In [None]:
!hadoop fs -ls /tpa_groupe_14/data/co2

In [None]:
from pyspark.sql import SparkSession

spark = SparkSession.builder \
    .master("local[*]") \
    .appName("TPT-HADOOP_MAP_REDUCE") \
    .getOrCreate()

In [None]:
def load_data_in_csv_file(filename,separator,head):
    # This path is based on this instruction `2. Upload all resulting csv files to HDFS.`
    df = spark.read.options(delimiter=separator, header=head).csv(filename)

    # Display schema and first five rows of the DataFrame
    print("Schema and first rows in", filename)
    print("Count : ",df.count())
    df.printSchema()
    df.show(5)
    
    return df

## Chargement de données

In [None]:
# Prendre CO2.csv deppuis hdfs
co2_hdfs_df = load_data_in_csv_file("/tpa_groupe_14/data/co2/CO2.csv",",", True)

In [None]:
# Prendre catalogue deppuis hdfs, les données cache de Hive
catalogue_hive_df = load_data_in_csv_file("/user/hive/warehouse/catalogue",'\t',False)
catalogue_hive_df.cache()

### Ajouter une colonne marque dans CO2

In [None]:
from pyspark.sql.functions import col

# Prendre les "marque" présent dans catalogue
marque_catalogue_df = catalogue_hive_df.select(col("_c1")).distinct()

In [None]:
# Renommer "_c1" en "Marque"
marque_catalogue_df = marque_catalogue_df.withColumnRenamed("_c1", "Marque")
marque_catalogue_df.show(5)
# Store all the "marque" in catalogue
marque_catalogue_df.cache()

In [None]:
print("Nombre de marque : " ,marque_catalogue_df.count())

In [None]:
from pyspark.sql.functions import lower

# Prendre "marque" de Catalogue et le mettre dans "CO2" 
# Enlever la colonne "Marque / Modele"
join_df = co2_hdfs_df.join(marque_catalogue_df, lower(co2_hdfs_df["Marque / Modele"]).\
                                  contains(lower(marque_catalogue_df["Marque"])), "inner")

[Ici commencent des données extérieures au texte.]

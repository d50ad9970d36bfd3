//! `Page` implementation over parsed HTML.
//!
//! The document is parsed once into a flat node arena (pre-order, so arena
//! positions equal document order). Selector matching re-parses the retained
//! source; parsing is deterministic, so positions line up with the arena.

use std::collections::HashSet;

use scraper::{ElementRef, Html, Node, Selector};

use super::{NodeHandle, Page};

/// Inline declarations applied while a node is highlighted.
pub const HIGHLIGHT_STYLE: &str =
    "transition: all 0.5s; background-color: #fef3c7; box-shadow: 0 0 0 4px #fef3c7; border-radius: 4px";

#[derive(Debug, Clone)]
enum DomNodeKind {
    Document,
    Element {
        tag: String,
        attrs: Vec<(String, String)>,
    },
    Text(String),
    Other,
}

#[derive(Debug, Clone)]
struct DomNode {
    kind: DomNodeKind,
    parent: Option<usize>,
    children: Vec<usize>,
}

impl DomNode {
    fn from_scraper(node: &Node, parent: Option<usize>) -> Self {
        let kind = match node {
            Node::Document => DomNodeKind::Document,
            Node::Element(el) => DomNodeKind::Element {
                tag: el.name().to_ascii_lowercase(),
                attrs: el
                    .attrs()
                    .map(|(k, v)| (k.to_string(), v.to_string()))
                    .collect(),
            },
            Node::Text(text) => DomNodeKind::Text(String::from(&**text)),
            _ => DomNodeKind::Other,
        };
        Self {
            kind,
            parent,
            children: Vec::new(),
        }
    }

    fn tag(&self) -> Option<&str> {
        match &self.kind {
            DomNodeKind::Element { tag, .. } => Some(tag),
            _ => None,
        }
    }

    fn attr(&self, name: &str) -> Option<&str> {
        match &self.kind {
            DomNodeKind::Element { attrs, .. } => attrs
                .iter()
                .find(|(k, _)| k == name)
                .map(|(_, v)| v.as_str()),
            _ => None,
        }
    }
}

/// An HTML document with a highlight overlay.
#[derive(Debug, Clone)]
pub struct HtmlPage {
    source: String,
    nodes: Vec<DomNode>,
    revision: u64,
    highlighted: HashSet<usize>,
    scrolled_to: Option<NodeHandle>,
}

impl HtmlPage {
    pub fn parse(source: impl Into<String>) -> Self {
        let source = source.into();
        let nodes = build_arena(&source);
        Self {
            source,
            nodes,
            revision: 0,
            highlighted: HashSet::new(),
            scrolled_to: None,
        }
    }

    /// Replace the document, as when the host application re-renders.
    ///
    /// Outstanding handles go stale and the overlay is discarded.
    pub fn set_content(&mut self, source: impl Into<String>) {
        self.source = source.into();
        self.nodes = build_arena(&self.source);
        self.revision += 1;
        self.highlighted.clear();
        self.scrolled_to = None;
    }

    pub fn source(&self) -> &str {
        &self.source
    }

    /// The node most recently scrolled into view.
    pub fn scrolled_to(&self) -> Option<NodeHandle> {
        self.scrolled_to
    }

    /// Effective inline style: the element's own `style` plus the highlight
    /// treatment while it is applied.
    pub fn inline_style(&self, node: NodeHandle) -> Option<String> {
        let own = self.node(node)?.attr("style").map(str::to_string);
        if !self.highlighted.contains(&node.index()) {
            return own;
        }
        Some(match own {
            Some(own) if !own.trim().is_empty() => {
                format!("{}; {HIGHLIGHT_STYLE}", own.trim().trim_end_matches(';'))
            }
            _ => HIGHLIGHT_STYLE.to_string(),
        })
    }

    /// Currently highlighted nodes, in document order.
    pub fn highlighted(&self) -> Vec<NodeHandle> {
        let mut out: Vec<_> = self
            .highlighted
            .iter()
            .map(|&i| NodeHandle::new(self.revision, i))
            .collect();
        out.sort();
        out
    }

    fn node(&self, handle: NodeHandle) -> Option<&DomNode> {
        if handle.revision() != self.revision {
            return None;
        }
        self.nodes.get(handle.index())
    }

    fn handle(&self, index: usize) -> NodeHandle {
        NodeHandle::new(self.revision, index)
    }

    fn body(&self) -> Option<usize> {
        self.nodes.iter().position(|n| n.tag() == Some("body"))
    }

    fn is_within(&self, mut index: usize, ancestor: usize) -> bool {
        loop {
            if index == ancestor {
                return true;
            }
            match self.nodes[index].parent {
                Some(parent) => index = parent,
                None => return false,
            }
        }
    }
}

/// Pre-order walk of the parsed tree into a flat arena.
fn build_arena(source: &str) -> Vec<DomNode> {
    let html = Html::parse_document(source);
    let mut nodes: Vec<DomNode> = Vec::new();
    let mut stack = vec![(html.tree.root(), None::<usize>)];

    while let Some((node, parent)) = stack.pop() {
        let index = nodes.len();
        nodes.push(DomNode::from_scraper(node.value(), parent));
        if let Some(parent) = parent {
            nodes[parent].children.push(index);
        }
        let children: Vec<_> = node.children().collect();
        for child in children.into_iter().rev() {
            stack.push((child, Some(index)));
        }
    }

    nodes
}

impl Page for HtmlPage {
    fn revision(&self) -> u64 {
        self.revision
    }

    fn select(&self, selector: &Selector) -> Vec<NodeHandle> {
        let html = Html::parse_document(&self.source);
        html.tree
            .root()
            .descendants()
            .enumerate()
            .filter(|(_, node)| ElementRef::wrap(*node).is_some_and(|el| selector.matches(&el)))
            .map(|(index, _)| self.handle(index))
            .collect()
    }

    fn element_by_attr(&self, name: &str, value: &str) -> Option<NodeHandle> {
        self.nodes
            .iter()
            .position(|n| n.attr(name) == Some(value))
            .map(|i| self.handle(i))
    }

    fn text_nodes(&self) -> Vec<(NodeHandle, String)> {
        let body = self.body();
        self.nodes
            .iter()
            .enumerate()
            .filter_map(|(i, n)| match &n.kind {
                DomNodeKind::Text(text) => Some((i, text)),
                _ => None,
            })
            .filter(|(i, _)| body.is_none_or(|b| self.is_within(*i, b)))
            .map(|(i, text)| (self.handle(i), text.clone()))
            .collect()
    }

    fn parent_element(&self, node: NodeHandle) -> Option<NodeHandle> {
        let mut current = self.node(node)?.parent;
        while let Some(index) = current {
            if self.nodes[index].tag().is_some() {
                return Some(self.handle(index));
            }
            current = self.nodes[index].parent;
        }
        None
    }

    fn tag_name(&self, node: NodeHandle) -> Option<String> {
        self.node(node)?.tag().map(str::to_string)
    }

    fn attr(&self, node: NodeHandle, name: &str) -> Option<String> {
        self.node(node)?.attr(name).map(str::to_string)
    }

    fn inner_html(&self, node: NodeHandle) -> Option<String> {
        self.node(node)?.tag()?;
        let html = Html::parse_document(&self.source);
        html.tree
            .root()
            .descendants()
            .nth(node.index())
            .and_then(ElementRef::wrap)
            .map(|el| el.inner_html())
    }

    fn scroll_into_view(&mut self, node: NodeHandle) -> bool {
        if self.node(node).and_then(DomNode::tag).is_none() {
            return false;
        }
        self.scrolled_to = Some(node);
        true
    }

    fn set_highlighted(&mut self, node: NodeHandle, on: bool) -> bool {
        if self.node(node).and_then(DomNode::tag).is_none() {
            return false;
        }
        if on {
            self.highlighted.insert(node.index());
        } else {
            self.highlighted.remove(&node.index());
        }
        true
    }

    fn is_highlighted(&self, node: NodeHandle) -> bool {
        node.revision() == self.revision && self.highlighted.contains(&node.index())
    }
}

co2_marque_df = join_df.drop("Marque / Modele")

In [None]:
co2_marque_df.show(5)

### Formatage de valeurs dans CO2

In [None]:
from pyspark.sql.functions import udf
from pyspark.sql.types import StringType

# Fonction pour rectifier les valeurs de "Bonus / Malus" et "Cout enerie"
# Convertir ses valeurs en nombres
def clean_number(value):
    string_value = value
    if '-' in value and '€' not in value:
        return 0
    if '€' in value :
        string_value = value.split("€", 1)[0]
    number = ''.join(filter(lambda x: x.isdigit() or x == '-' or x == '+', string_value))
    return int(number) if number else 0

clean_value_udf = udf(clean_number, StringType())

co2_valid_df = co2_marque_df.\
                    withColumn("Bonus / Malus", clean_value_udf(co2_marque_df["Bonus / Malus"])).\
                    withColumn("Cout enerie", clean_value_udf(co2_marque_df["Cout enerie"]))

In [None]:
co2_valid_df.cache()
co2_valid_df.show(5)
print("CO2 valide : ", co2_valid_df.count())

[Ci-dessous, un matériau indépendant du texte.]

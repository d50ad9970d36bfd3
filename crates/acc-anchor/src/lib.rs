//! # ACC Anchor
//!
//! Capture-time anchoring and visit-time re-location of saved excerpts.
//!
//! ## Flow
//!
//! ```text
//!  save:   node ──► Encoder ──► PositionDescriptor ──► #acc-… fragment
//!
//!  visit:  fragment ──► Resolver ──► StableId        (retried)
//!                                 ├► PositionalIndex (retried)
//!                                 └► TextFingerprint (once)
//!                                          │
//!                                          ▼
//!                                    Highlighter (self-reverting)
//! ```
//!
//! ## Key Components
//!
//! - [`Page`]: the DOM seam; [`HtmlPage`] implements it over parsed HTML
//! - [`enumerate_candidates`]: the one candidate ordering shared by save and visit
//! - [`Encoder`]: builds captures and descriptors
//! - [`Resolver`]: generation-tagged resolution chains
//! - [`Highlighter`]: token-guarded highlight effect
//!
//! ## Example
//!
//! ```rust,no_run
//! use std::sync::Arc;
//!
//! use acc_anchor::{CandidateSelectors, HtmlPage, Resolver};
//! use acc_config::ResolverConfig;
//! use parking_lot::Mutex;
//!
//! #[tokio::main]
//! async fn main() {
//!     let page = Arc::new(Mutex::new(HtmlPage::parse("<body>…</body>")));
//!     let selectors = Arc::new(CandidateSelectors::standard().unwrap());
//!     let resolver = Resolver::new(page, selectors, &ResolverConfig::default());
//!     let resolution = resolver.resolve("#acc-index=2").await;
//!     println!("{:?}", resolution.outcome);
//! }
//! ```

pub mod candidates;
pub mod dom;
pub mod encoder;
pub mod fragment;
pub mod highlight;
pub mod resolver;
pub mod text;

pub use candidates::{enumerate_candidates, CandidateSelectors};
pub use dom::{HtmlPage, NodeHandle, Page, HIGHLIGHT_STYLE};
pub use encoder::{encode_anchor, is_user_message, Capture, Encoder, SELECTION_TAG};
pub use fragment::{encode_fragment, link_for, parse_fragment};
pub use highlight::{HighlightHandle, Highlighter};
pub use resolver::{
    find_by_fingerprint, AttemptOutcome, Outcome, Resolution, Resolver, ResolverState,
    RetryPolicy, Strategy,
};
pub use text::{extract_fingerprint, plain_text, strip_whitespace, text_fingerprint};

### Valuers de CO2 pour tous marque de catalogue

In [None]:
from pyspark.sql.functions import avg

# Calculer les moyennes de "Bonus / Malus" , "Rejets CO2 g/km", "Cout enerie" regroupé par "Marque"
co2_marque_avg_df = co2_valid_df.groupBy("Marque") \
                                   .agg(avg("Bonus / Malus").alias("Bonus / Malus"), \
                                        avg("Rejets CO2 g/km").alias("Rejets CO2 g/km"), \
                                        avg("Cout enerie").alias("Cout enerie"))

In [None]:
# Calculer les moyennes de "Bonus / Malus" , "Rejets CO2 g/km", "Cout enerie" de tous les lignes
co2_all_avg_df = co2_valid_df.select(avg("Bonus / Malus").alias("Bonus / Malus"),\
                           avg("Rejets CO2 g/km").alias("Rejets CO2 g/km"),\
                           avg("Cout enerie").alias("Cout enerie"))


In [None]:
# Afficher le resultat
print("Average by 'Marque'")
co2_marque_avg_df.show(5)
print("Average by 'Marque' : ", co2_marque_avg_df.count())

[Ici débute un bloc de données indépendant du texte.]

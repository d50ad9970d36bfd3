//! Message router wire types.
//!
//! Requests travel between the page agent, the popup/dashboard surfaces and
//! the store owner as JSON objects tagged by `type` with a `payload`.

use serde::{Deserialize, Serialize};

use crate::error::RouterError;
use crate::types::{ExcerptId, NewExcerpt, SavedExcerpt};

#[cfg(test)]
#[path = "router_tests.rs"]
mod tests;

/// A request addressed to the store owner.
#[derive(Debug, Clone, PartialEq, Serialize, Deserialize)]
#[serde(tag = "type", content = "payload")]
pub enum Request {
    #[serde(rename = "ACC_ADD_ENTRY")]
    AddEntry(NewExcerpt),

    #[serde(rename = "ACC_SEARCH")]
    Search {
        #[serde(default)]
        keyword: String,
    },

    #[serde(rename = "ACC_DELETE_ENTRY")]
    DeleteEntry { id: ExcerptId },

    #[serde(rename = "ACC_BATCH_DELETE")]
    BatchDelete {
        #[serde(default)]
        ids: Vec<ExcerptId>,
    },

    #[serde(rename = "ACC_CLEAR_ALL_ENTRIES")]
    ClearAll,

    #[serde(rename = "ACC_SET_TITLE")]
    SetTitle {
        id: ExcerptId,
        #[serde(default)]
        title: Option<String>,
    },
}

impl Request {
    /// Every `type` tag the router understands.
    pub const TYPES: [&'static str; 6] = [
        "ACC_ADD_ENTRY",
        "ACC_SEARCH",
        "ACC_DELETE_ENTRY",
        "ACC_BATCH_DELETE",
        "ACC_CLEAR_ALL_ENTRIES",
        "ACC_SET_TITLE",
    ];

    /// Types whose whole payload may be omitted; every field defaults.
    const OPTIONAL_PAYLOAD: [&'static str; 2] = ["ACC_SEARCH", "ACC_BATCH_DELETE"];

    /// Decode a request, distinguishing an unknown `type` from a bad payload.
    pub fn parse(json: &str) -> Result<Self, RouterError> {
        let mut value: serde_json::Value =
            serde_json::from_str(json).map_err(|e| RouterError::InvalidRequest(e.to_string()))?;
        let kind = value
            .get("type")
            .and_then(|t| t.as_str())
            .ok_or_else(|| RouterError::InvalidRequest("missing type".to_string()))?
            .to_string();
        if !Self::TYPES.contains(&kind.as_str()) {
            return Err(RouterError::UnknownType(kind));
        }
        if Self::OPTIONAL_PAYLOAD.contains(&kind.as_str()) {
            if let Some(object) = value.as_object_mut() {
                let payload = object
                    .entry("payload")
                    .or_insert(serde_json::Value::Null);
                if payload.is_null() {
                    *payload = serde_json::Value::Object(serde_json::Map::new());
                }
            }
        }
        serde_json::from_value(value).map_err(|e| RouterError::InvalidRequest(e.to_string()))
    }

    pub fn type_name(&self) -> &'static str {
        match self {
            Self::AddEntry(_) => "ACC_ADD_ENTRY",
            Self::Search { .. } => "ACC_SEARCH",
            Self::DeleteEntry { .. } => "ACC_DELETE_ENTRY",
            Self::BatchDelete { .. } => "ACC_BATCH_DELETE",
            Self::ClearAll => "ACC_CLEAR_ALL_ENTRIES",
            Self::SetTitle { .. } => "ACC_SET_TITLE",
        }
    }

    /// Whether a successful request changes stored data.
    pub fn is_mutation(&self) -> bool {
        !matches!(self, Self::Search { .. })
    }
}

/// The reply to a [`Request`].
#[derive(Debug, Clone, PartialEq, Default, Serialize, Deserialize)]
pub struct Response {
    pub ok: bool,

    #[serde(default, skip_serializing_if = "Option::is_none")]
    pub id: Option<ExcerptId>,

    #[serde(default, skip_serializing_if = "Option::is_none")]
    pub results: Option<Vec<SavedExcerpt>>,

    #[serde(default, skip_serializing_if = "Option::is_none")]
    pub error: Option<String>,
}

impl Response {
    pub fn ok() -> Self {
        Self {
            ok: true,
            ..Default::default()
        }
    }

    pub fn created(id: impl Into<ExcerptId>) -> Self {
        Self {
            ok: true,
            id: Some(id.into()),
            ..Default::default()
        }
    }

    pub fn results(results: Vec<SavedExcerpt>) -> Self {
        Self {
            ok: true,
            results: Some(results),
            ..Default::default()
        }
    }

    pub fn error(message: impl Into<String>) -> Self {
        Self {
            ok: false,
            error: Some(message.into()),
            ..Default::default()
        }
    }
}

/// Broadcast to every surface after stored data changes.
#[derive(Debug, Clone, Copy, PartialEq, Eq, Serialize, Deserialize)]
#[serde(tag = "type")]
pub enum Notification {
    #[serde(rename = "ACC_DATA_CHANGED")]
    DataChanged,
}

print("Average of all 'Marque'")
co2_all_avg_df.show()

co2_marque_avg_df.cache()
co2_all_avg_df.cache()

In [None]:
# Prendre "Marque" présent dans "Catalogue" mais non dans "CO2"
marque_only_catalogue_df = marque_catalogue_df\
                    .join(co2_marque_avg_df, marque_catalogue_df["Marque"] == co2_marque_avg_df["Marque"], "left_anti")
print("Marque not in CO2 but in Cataloque: ", marque_only_catalogue_df.count())
marque_only_catalogue_df.show(5)

In [None]:
# Créer CO2 pour les "marque" non présent dans CO2 
co2_marque_catalogue_avg_df = marque_only_catalogue_df.crossJoin(co2_all_avg_df)

In [None]:
# Union de tous CO2
co2_all_marque_catalogue = co2_marque_avg_df.union(co2_marque_catalogue_avg_df)

# Renommer colonnes
co2_all_marque_catalogue = co2_all_marque_catalogue.withColumnRenamed("Marque", "marque")
co2_all_marque_catalogue = co2_all_marque_catalogue.withColumnRenamed("Bonus / Malus", "bonusmalus")
co2_all_marque_catalogue = co2_all_marque_catalogue.withColumnRenamed("Rejets CO2 g/km", "rejetco2")
co2_all_marque_catalogue = co2_all_marque_catalogue.withColumnRenamed("Cout enerie", "coutenergie")

co2_all_marque_catalogue.show(5)

In [None]:
co2_all_marque_catalogue_tx = co2_all_marque_catalogue.withColumn("bonusmalus", col("bonusmalus").cast("string")) \
                                                    .withColumn("rejetco2", col("rejetco2").cast("string")) \
                                                      .withColumn("coutenergie", col("coutenergie").cast("string"))


co2_all_marque_catalogue_tx.show(5)

### Intégration de CO2 dans catalogue

In [None]:
catalogue_hive_df.show(5)

In [None]:
catalogue_co2_df = catalogue_hive_df.\
        join(co2_all_marque_catalogue_tx, \
             catalogue_hive_df["_c1"] == co2_all_marque_catalogue_tx["marque"], "inner")

In [None]:
catalogue_co2_df.show(5)

In [None]:
print("Catalogue : ", catalogue_co2_df.count())

In [None]:
catalogue_co2_df = catalogue_co2_df.drop("_c1")

In [None]:
catalogue_co2_df.show(5)

In [None]:
catalogue_co2_df.write.csv("/tpa_groupe_14/mapreduce/", header=False)

In [None]:
catalogue_hive_df.unpersist()
marque_catalogue_df.unpersist()
co2_valid_df.unpersist()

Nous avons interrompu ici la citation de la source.